Richard Pierce

Richard Pierce has harvest 53 turkeys in more than two decades of turkey hunting. Last year, he got his best bird yet. It placed 22nd all-time in the state's nontypical category.

Richard Pierce’s interest in hunting all began on a chance encounter over 22 years ago.

“I was deer hunting, and I saw a group of turkeys come through the food plot,” he said.

It might not seem like the kind of thing that would give a man an epiphany, but it did.

“I had never turkey hunted before and decided I was going to try it the next spring,” Pierce said.

It wasn’t long before Pierce bought a call and was watching every turkey hunting video he could find and reading every turkey hunting book he could flip through. The work and practice quickly paid off.

“I went hunting opening day and killed my first turkey within 20 minutes of being there,” Pierce said. “[I] was hooked for life.”

There’s a lot of work and patience involved in turkey hunting. The call itself is more nuanced than, say, duck. Pierce said the call and having to draw a turkey close to the hunter are the biggest differences between hunting turkey and other wildlife, like deer. The calls are mainly of two varieties: diaphragm calls and friction calls. The Fulton native has practiced them all.

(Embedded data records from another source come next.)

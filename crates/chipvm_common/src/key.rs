/// A physical key, independent of the windowing backend that reported it.
///
/// Frontends map their native keycodes onto this set; anything outside of it
/// becomes [`Key::Unknown`].
#[derive(Copy, Clone, Debug, Eq, PartialEq, Hash)]
pub enum Key {
    Num1,
    Num2,
    Num3,
    Num4,
    Q,
    W,
    E,
    R,
    A,
    S,
    D,
    F,
    Z,
    X,
    C,
    V,
    /// Toggles pause in the interpreter.
    P,
    /// Runs a single cycle while paused.
    N,
    Escape,
    Unknown,
}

“I about drive my family crazy with my turkey calls,” Pierce said. “[I] get told to either shut the door or go outside.”

Then there’s the actual hunt. That can be different, too.

“Scouting is about the same and so is preparation,” Pierce explained. “The biggest difference is you just can’t find a turkey running loose. You can go just about anywhere and hunt a deer. Plus, with deer hunting, you’re hunting with a high-power rifle, and you can kill one 300-400 yards out. With turkey hunting, you’re using a shotgun. You’ve got to call them in close, to around 30 to 40 yards.”

Over 22 years, Pierce has harvested 53 turkeys, all from Northeast Mississippi. Last year, he harvested his best bird yet: According to the state biologist, it scored as the No. 22 ranked bird in state history in the nontypical category.

Pierce experiences a feeling with turkey hunting that he doesn’t with any other type of hunt.

“It’s an adrenaline rush. There’s nothing like it. It gets my heart racing and my hands shaking,” he said.

That feeling keeps Pierce returning to the hunt year after year.